impl<A: WorkflowApi> Pushbutan<A> {
    #[must_use]
    pub fn new(api: A, config: PushbutanConfig, archive: Arc<dyn LogArchive>) -> Self {
        let retention = correlation_options(&config.polling, false).claim_retention();
        Self {
            api,
            config,
            claims: ClaimRegistry::with_retention(retention),
            archive,
            actor: OnceCell::new(),
        }
    }

    #[must_use]
    pub fn api(&self) -> &A {
        &self.api
    }

    /// Workflow definitions of the configured repository.
    ///
    /// # Errors
    ///
    /// Returns `Auth` or `RequestFailed` if the listing fails.
    pub async fn list_workflows(&self) -> Result<Vec<WorkflowSummary>, WorkflowError> {
        self.api
            .list_workflows()
            .await
            .map_err(|e| WorkflowError::request("list workflows", e))
    }

    // ── Start ─────────────────────────────────────────────────────────────────

    /// Dispatch a dev-instance launch and resolve its run, without waiting
    /// for the instance.
    ///
    /// # Errors
    ///
    /// Returns the dispatch or correlation error.
    pub async fn trigger_instance(
        &self,
        req: &StartRequest,
        reporter: &impl ProgressReporter,
    ) -> Result<RunHandle, WorkflowError> {
        let request = self.start_request(req)?;
        let handle = self
            .trigger(&request, &Interrupt::never(), true, reporter)
            .await?;
        reporter.success(&run_found(&handle));
        Ok(handle)
    }

    /// Launch a dev instance and wait until it is up.
    ///
    /// Timeout and interrupt both cancel the remote run, since an abandoned
    /// launch leaves a billable instance behind. An interrupt that lands
    /// before the run is correlated still cancels it once it appears.
    ///
    /// # Errors
    ///
    /// Any `WorkflowError`; incomplete extraction is not an error.
    pub async fn start_instance(
        &self,
        req: &StartRequest,
        opts: &RunOptions,
        reporter: &impl ProgressReporter,
    ) -> Result<InstanceResult, WorkflowError> {
        let request = self.start_request(req)?;
        let handle = self.trigger(&request, &opts.interrupt, true, reporter).await?;
        reporter.success(&run_found(&handle));

        let poll = PollOptions {
            timeout: opts.timeout.unwrap_or(self.config.polling.start_timeout()),
            interval: self.config.polling.interval(),
            cancel_on_timeout: true,
        };
        let snapshot =
            poll_until_terminal(&self.api, &handle, &poll, &opts.interrupt, reporter).await?;
        self.ensure_success(&handle, &snapshot).await?;

        let log = self.fetch_log(snapshot.run_id).await?;
        self.keep_logs(snapshot.run_id, &log, opts.save_logs, reporter);
        let result: InstanceResult = extract(&log.combined());
        warn_incomplete(snapshot.run_id, &result.missing_fields(), reporter);
        info!(run_id = %snapshot.run_id, instance_id = %result.instance_id, "instance ready");
        Ok(result)
    }

    // ── Stop ──────────────────────────────────────────────────────────────────

    /// Dispatch the teardown of an instance without waiting for it.
    ///
    /// # Errors
    ///
    /// Returns `InvalidRequest` for an empty id, else the dispatch or
    /// correlation error.
    pub async fn trigger_stop(
        &self,
        instance_id: &str,
        reporter: &impl ProgressReporter,
    ) -> Result<RunHandle, WorkflowError> {
        let request = self.stop_request(instance_id)?;
        let handle = self
            .trigger(&request, &Interrupt::never(), false, reporter)
            .await?;
        reporter.success(&run_found(&handle));
        Ok(handle)
    }

    /// Tear down an instance and wait for the workflow to finish.
    ///
    /// # Errors
    ///
    /// Any `WorkflowError`.
    pub async fn stop_instance(
        &self,
        instance_id: &str,
        opts: &RunOptions,
        reporter: &impl ProgressReporter,
    ) -> Result<StopResult, WorkflowError> {
        let request = self.stop_request(instance_id)?;
        let handle = self.trigger(&request, &opts.interrupt, false, reporter).await?;
        reporter.success(&run_found(&handle));

        let poll = PollOptions {
            timeout: opts.timeout.unwrap_or(self.config.polling.stop_timeout()),
            interval: self.config.polling.interval(),
            cancel_on_timeout: false,
        };
        let snapshot =
            poll_until_terminal(&self.api, &handle, &poll, &opts.interrupt, reporter).await?;
        self.ensure_success(&handle, &snapshot).await?;

        if opts.save_logs {
            let log = self.fetch_log(snapshot.run_id).await?;
            self.keep_logs(snapshot.run_id, &log, true, reporter);
        }
        Ok(StopResult {
            run_id: snapshot.run_id.0,
            instance_id: instance_id.trim().to_string(),
        })
    }

    // ── Sign ──────────────────────────────────────────────────────────────────

    /// Sign packages through the code-signing workflow.
    ///
    /// # Errors
    ///
    /// Any `WorkflowError`. `ArtifactsFailed` if a requested download fails.
    pub async fn sign_package(
        &self,
        req: &SignRequest,
        opts: &RunOptions,
        reporter: &impl ProgressReporter,
    ) -> Result<SignResult, WorkflowError> {
        let request = self.sign_request(req)?;
        let handle = self.trigger(&request, &opts.interrupt, false, reporter).await?;
        reporter.success(&run_found(&handle));

        let poll = PollOptions {
            timeout: opts.timeout.unwrap_or(self.config.polling.sign_timeout()),
            interval: self.config.polling.interval(),
            cancel_on_timeout: false,
        };
        let snapshot =
            poll_until_terminal(&self.api, &handle, &poll, &opts.interrupt, reporter).await?;
        self.ensure_success(&handle, &snapshot).await?;
        let run_id = snapshot.run_id;

        let log = self.fetch_log(run_id).await?;
        self.keep_logs(run_id, &log, opts.save_logs, reporter);
        let markers: SignMarkers = extract(&log.combined());

        // Names are informational unless they are about to be downloaded.
        let artifacts = match self.api.list_artifacts(run_id).await {
            Ok(artifacts) => artifacts,
            Err(e) if req.download_dir.is_some() => return Err(WorkflowError::results(run_id, e)),
            Err(e) => {
                warn!(run_id = %run_id, error = %e, "could not list artifacts");
                reporter.warn(&format!("Could not list artifacts of run {run_id}: {e}"));
                Vec::new()
            }
        };
        let mut files = Vec::new();
        if let Some(dir) = &req.download_dir {
            for artifact in artifacts.iter().filter(|a| !a.expired) {
                reporter.step(&format!("Downloading artifact {}...", artifact.name));
                let written = self
                    .api
                    .download_artifact(artifact, dir)
                    .await
                    .map_err(|e| WorkflowError::results(run_id, e))?;
                debug!(artifact = %artifact.name, files = written.len(), "artifact unpacked");
                files.extend(written);
            }
        }

        let result = SignResult {
            run_id: run_id.0,
            channel: req.channel.clone(),
            location: markers.location,
            signed_count: markers.signed_count,
            repodata_generated: req.generate_repodata,
            artifacts: artifacts.into_iter().map(|a| a.name).collect(),
            files,
        };
        warn_incomplete(run_id, &result.missing_fields(), reporter);
        Ok(result)
    }

    // ── Queries ───────────────────────────────────────────────────────────────

    /// Coarse state of any run.
    ///
    /// # Errors
    ///
    /// Returns `Auth` or `RequestFailed` if the status cannot be fetched.
    pub async fn run_status(&self, run_id: RunId) -> Result<JobStatusReport, WorkflowError> {
        let snapshot = self
            .api
            .fetch_run_status(run_id)
            .await
            .map_err(|e| WorkflowError::request(format!("fetch status of run {run_id}"), e))?;
        Ok(snapshot.to_report())
    }

    /// Instance details of a finished launch run.
    ///
    /// # Errors
    ///
    /// `InvalidRequest` while the run is still going, `RemoteRunFailed` if it
    /// failed, else fetch errors.
    pub async fn instance_details(
        &self,
        run_id: RunId,
        save_logs: bool,
    ) -> Result<InstanceResult, WorkflowError> {
        let snapshot = self
            .api
            .fetch_run_status(run_id)
            .await
            .map_err(|e| WorkflowError::request(format!("fetch status of run {run_id}"), e))?;
        if !snapshot.status.is_terminal() {
            return Err(WorkflowError::InvalidRequest(format!(
                "run {run_id} is still {}; details are available once it completes",
                snapshot.status
            )));
        }
        let workflow = self.config.workflows.dev_instance.workflow.to_string();
        let handle = RunHandle::pending(workflow, chrono::Utc::now()).resolve(run_id);
        self.ensure_success(&handle, &snapshot).await?;

        let log = self.fetch_log(run_id).await?;
        self.keep_logs(run_id, &log, save_logs, &Silent);
        let result: InstanceResult = extract(&log.combined());
        if !result.missing_fields().is_empty() {
            warn!(run_id = %run_id, missing = ?result.missing_fields(), "instance details incomplete");
        }
        Ok(result)
    }

    // ── Internals ─────────────────────────────────────────────────────────────

    async fn trigger(
        &self,
        request: &DispatchRequest,
        interrupt: &Interrupt,
        cancel_on_interrupt: bool,
        reporter: &impl ProgressReporter,
    ) -> Result<RunHandle, WorkflowError> {
        let actor = self.actor().await?;
        let opts = correlation_options(&self.config.polling, cancel_on_interrupt);
        dispatch_and_correlate(
            &self.api,
            &self.claims,
            request,
            actor,
            &opts,
            interrupt,
            reporter,
        )
        .await
    }

    /// Login of the credential's owner, looked up once.
    ///
    /// A rejected credential fails fast here, before anything is dispatched.
    /// Other failures only disable actor filtering.
    async fn actor(&self) -> Result<Option<&str>, WorkflowError> {
        let actor = self
            .actor
            .get_or_try_init(|| async {
                match self.api.authenticated_user().await {
                    Ok(login) => Ok(Some(login)),
                    Err(e) if e.is_auth() => Err(WorkflowError::Auth(e)),
                    Err(e) => {
                        warn!(error = %e, "could not look up the token owner; runs will not be filtered by actor");
                        Ok(None)
                    }
                }
            })
            .await?;
        Ok(actor.as_deref())
    }

    fn start_request(&self, req: &StartRequest) -> Result<DispatchRequest, WorkflowError> {
        if req.lifetime_hours == 0 {
            return Err(WorkflowError::InvalidRequest(
                "lifetime must be at least one hour".into(),
            ));
        }
        non_empty("branch", &req.branch)?;
        Ok(self
            .dispatch_for(&self.config.workflows.dev_instance)
            .input("arch", req.os.arch().as_str())
            .input("instance_type", req.instance_type.as_str())
            .input("cuda_version", req.os.cuda_version())
            .input("image_id", IMAGE_ID)
            .input("branch", req.branch.as_str())
            .input("lifetime", req.lifetime_hours.to_string()))
    }

    fn stop_request(&self, instance_id: &str) -> Result<DispatchRequest, WorkflowError> {
        non_empty("instance id", instance_id)?;
        Ok(self
            .dispatch_for(&self.config.workflows.stop_instance)
            .input("instance_id", instance_id.trim()))
    }

    fn sign_request(&self, req: &SignRequest) -> Result<DispatchRequest, WorkflowError> {
        non_empty("channel", &req.channel)?;
        non_empty("package filter", &req.package_filter)?;
        non_empty("cert", &req.cert)?;
        Ok(self
            .dispatch_for(&self.config.workflows.codesign)
            .input("channel", req.channel.as_str())
            .input("package_filter", req.package_filter.as_str())
            .input("cert", req.cert.as_str())
            .input("generate_repodata", req.generate_repodata.to_string()))
    }

    fn dispatch_for(&self, spec: &WorkflowSpec) -> DispatchRequest {
        DispatchRequest::new(spec.clone())
    }

    /// Turn a non-success terminal snapshot into `RemoteRunFailed`, with the
    /// tail of the log when it can be fetched.
    async fn ensure_success(
        &self,
        handle: &RunHandle,
        snapshot: &RunSnapshot,
    ) -> Result<(), WorkflowError> {
        if snapshot.status == RunStatus::Success {
            return Ok(());
        }
        let log_excerpt = match self.api.fetch_run_log(snapshot.run_id).await {
            Ok(log) => log.tail(LOG_EXCERPT_LINES),
            Err(e) => {
                debug!(run_id = %snapshot.run_id, error = %e, "no log excerpt for failed run");
                Vec::new()
            }
        };
        warn!(
            run_id = %snapshot.run_id,
            conclusion = snapshot.conclusion_label(),
            "remote run failed"
        );
        Err(WorkflowError::RemoteRunFailed {
            workflow: handle.workflow.clone(),
            run_id: snapshot.run_id,
            conclusion: snapshot.conclusion_label().to_string(),
            html_url: snapshot.html_url.clone(),
            log_excerpt,
        })
    }

    async fn fetch_log(&self, run_id: RunId) -> Result<RunLog, WorkflowError> {
        self.api
            .fetch_run_log(run_id)
            .await
            .map_err(|e| WorkflowError::results(run_id, e))
    }

    /// Saving logs is a debugging aid; failing to save never fails the call.
    fn keep_logs(
        &self,
        run_id: RunId,
        log: &RunLog,
        save: bool,
        reporter: &impl ProgressReporter,
    ) {
        if !save {
            return;
        }
        match self.archive.save(run_id, log) {
            Ok(path) => reporter.success(&format!("Logs saved to {}", path.display())),
            Err(e) => {
                warn!(run_id = %run_id, error = %e, "could not save logs");
                reporter.warn(&format!("Could not save logs: {e}"));
            }
        }
    }
}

________________________

→ **Assignment**
Each line above that includes "DispatchRequest" should be shown.

→ **Solution to this exercise**
        request: &DispatchRequest,
    fn start_request(&self, req: &StartRequest) -> Result<DispatchRequest, WorkflowError> {
    fn stop_request(&self, instance_id: &str) -> Result<DispatchRequest, WorkflowError> {
    fn sign_request(&self, req: &SignRequest) -> Result<DispatchRequest, WorkflowError> {
    fn dispatch_for(&self, spec: &WorkflowSpec) -> DispatchRequest {
        DispatchRequest::new(spec.clone())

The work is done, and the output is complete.